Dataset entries
□ □ □ □
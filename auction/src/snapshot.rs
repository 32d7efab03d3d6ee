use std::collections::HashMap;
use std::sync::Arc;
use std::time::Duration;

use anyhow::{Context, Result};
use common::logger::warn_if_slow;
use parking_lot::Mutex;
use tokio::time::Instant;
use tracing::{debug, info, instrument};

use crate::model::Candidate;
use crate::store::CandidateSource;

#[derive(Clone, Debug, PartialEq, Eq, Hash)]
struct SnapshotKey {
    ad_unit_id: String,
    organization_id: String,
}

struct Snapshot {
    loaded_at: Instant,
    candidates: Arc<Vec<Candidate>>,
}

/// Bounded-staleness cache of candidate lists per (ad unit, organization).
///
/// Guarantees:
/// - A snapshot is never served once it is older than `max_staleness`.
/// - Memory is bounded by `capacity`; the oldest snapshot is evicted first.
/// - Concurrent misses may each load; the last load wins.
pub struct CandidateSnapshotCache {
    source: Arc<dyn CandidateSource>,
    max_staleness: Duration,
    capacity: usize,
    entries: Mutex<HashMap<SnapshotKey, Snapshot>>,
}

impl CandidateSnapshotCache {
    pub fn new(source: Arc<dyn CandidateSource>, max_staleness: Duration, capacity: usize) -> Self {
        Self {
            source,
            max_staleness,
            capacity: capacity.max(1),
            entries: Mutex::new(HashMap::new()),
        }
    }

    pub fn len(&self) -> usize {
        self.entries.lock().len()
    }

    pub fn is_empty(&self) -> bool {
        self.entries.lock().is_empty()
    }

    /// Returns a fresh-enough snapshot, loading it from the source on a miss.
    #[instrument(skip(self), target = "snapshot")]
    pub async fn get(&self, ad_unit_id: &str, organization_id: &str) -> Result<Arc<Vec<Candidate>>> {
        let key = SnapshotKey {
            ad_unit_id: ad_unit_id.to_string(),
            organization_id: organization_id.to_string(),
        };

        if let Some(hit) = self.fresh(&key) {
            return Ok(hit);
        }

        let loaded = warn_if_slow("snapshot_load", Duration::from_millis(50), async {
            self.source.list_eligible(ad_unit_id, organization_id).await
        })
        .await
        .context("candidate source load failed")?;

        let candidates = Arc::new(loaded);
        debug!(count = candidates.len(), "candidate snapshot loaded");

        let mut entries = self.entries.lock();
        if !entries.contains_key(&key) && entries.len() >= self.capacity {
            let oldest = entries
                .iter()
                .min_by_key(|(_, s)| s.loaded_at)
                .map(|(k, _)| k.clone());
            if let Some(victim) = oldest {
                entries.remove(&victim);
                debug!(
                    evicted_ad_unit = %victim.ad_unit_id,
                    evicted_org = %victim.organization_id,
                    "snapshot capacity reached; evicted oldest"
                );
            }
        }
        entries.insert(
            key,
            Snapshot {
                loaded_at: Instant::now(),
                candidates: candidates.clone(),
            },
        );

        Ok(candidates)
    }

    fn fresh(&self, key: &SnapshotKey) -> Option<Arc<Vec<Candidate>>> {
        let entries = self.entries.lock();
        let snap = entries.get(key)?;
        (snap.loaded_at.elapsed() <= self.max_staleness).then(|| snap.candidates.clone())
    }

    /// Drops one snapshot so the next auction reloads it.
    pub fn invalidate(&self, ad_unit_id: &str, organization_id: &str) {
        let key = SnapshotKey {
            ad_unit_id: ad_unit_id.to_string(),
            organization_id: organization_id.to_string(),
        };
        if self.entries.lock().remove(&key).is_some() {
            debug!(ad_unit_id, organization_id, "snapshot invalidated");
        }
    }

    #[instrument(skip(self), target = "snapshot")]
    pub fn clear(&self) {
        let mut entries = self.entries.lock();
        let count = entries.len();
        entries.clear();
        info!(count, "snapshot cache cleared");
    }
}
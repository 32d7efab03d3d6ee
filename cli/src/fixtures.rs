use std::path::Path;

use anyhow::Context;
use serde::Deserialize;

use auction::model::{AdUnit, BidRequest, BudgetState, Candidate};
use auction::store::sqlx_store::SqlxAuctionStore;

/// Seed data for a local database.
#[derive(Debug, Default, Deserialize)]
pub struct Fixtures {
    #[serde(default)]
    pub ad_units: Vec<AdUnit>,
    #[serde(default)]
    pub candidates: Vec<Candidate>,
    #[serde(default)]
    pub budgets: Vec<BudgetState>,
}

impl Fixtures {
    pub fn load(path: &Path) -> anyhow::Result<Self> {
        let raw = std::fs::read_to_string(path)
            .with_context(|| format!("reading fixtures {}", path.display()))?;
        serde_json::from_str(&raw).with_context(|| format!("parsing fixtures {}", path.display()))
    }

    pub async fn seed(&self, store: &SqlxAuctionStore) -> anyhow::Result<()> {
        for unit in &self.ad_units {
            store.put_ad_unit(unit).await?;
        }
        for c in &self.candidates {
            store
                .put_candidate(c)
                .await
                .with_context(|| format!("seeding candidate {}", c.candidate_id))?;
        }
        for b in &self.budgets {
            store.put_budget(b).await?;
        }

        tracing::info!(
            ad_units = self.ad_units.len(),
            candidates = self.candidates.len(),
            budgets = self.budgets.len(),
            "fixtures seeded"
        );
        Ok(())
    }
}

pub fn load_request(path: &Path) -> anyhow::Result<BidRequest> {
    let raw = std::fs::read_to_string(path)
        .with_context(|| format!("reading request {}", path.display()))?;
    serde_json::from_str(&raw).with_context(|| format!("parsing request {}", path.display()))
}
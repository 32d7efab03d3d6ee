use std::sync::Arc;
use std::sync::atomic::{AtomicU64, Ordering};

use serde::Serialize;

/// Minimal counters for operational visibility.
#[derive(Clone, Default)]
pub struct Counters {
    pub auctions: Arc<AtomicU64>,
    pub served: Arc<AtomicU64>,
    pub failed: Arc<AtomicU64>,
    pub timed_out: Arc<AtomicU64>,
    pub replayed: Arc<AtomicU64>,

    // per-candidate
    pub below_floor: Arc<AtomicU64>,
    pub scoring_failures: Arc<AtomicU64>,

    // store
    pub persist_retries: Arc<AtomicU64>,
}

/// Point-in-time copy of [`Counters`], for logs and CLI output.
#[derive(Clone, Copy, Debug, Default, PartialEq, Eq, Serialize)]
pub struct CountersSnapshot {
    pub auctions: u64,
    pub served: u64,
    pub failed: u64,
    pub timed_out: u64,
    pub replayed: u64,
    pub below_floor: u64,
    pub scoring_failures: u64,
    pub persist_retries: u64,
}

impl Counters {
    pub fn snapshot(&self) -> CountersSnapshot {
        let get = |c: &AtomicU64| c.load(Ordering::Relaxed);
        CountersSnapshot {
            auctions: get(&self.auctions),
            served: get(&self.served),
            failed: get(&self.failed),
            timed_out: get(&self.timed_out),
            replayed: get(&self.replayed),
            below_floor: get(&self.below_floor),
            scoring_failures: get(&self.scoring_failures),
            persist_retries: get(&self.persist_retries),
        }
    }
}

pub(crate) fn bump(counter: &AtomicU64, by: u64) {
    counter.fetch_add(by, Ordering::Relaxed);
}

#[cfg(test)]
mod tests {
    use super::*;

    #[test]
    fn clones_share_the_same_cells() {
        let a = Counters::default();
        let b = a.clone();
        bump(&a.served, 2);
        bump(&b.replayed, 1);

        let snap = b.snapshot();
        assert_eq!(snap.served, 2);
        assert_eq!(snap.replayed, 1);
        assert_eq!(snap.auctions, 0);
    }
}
□ □ □ □
**DESCRIPTION OF THE TASK:** Where a line of the entries holds the string "Instant", include it in the count, and give only the final number.

**RESULT FOR THIS EXERCISE:** 3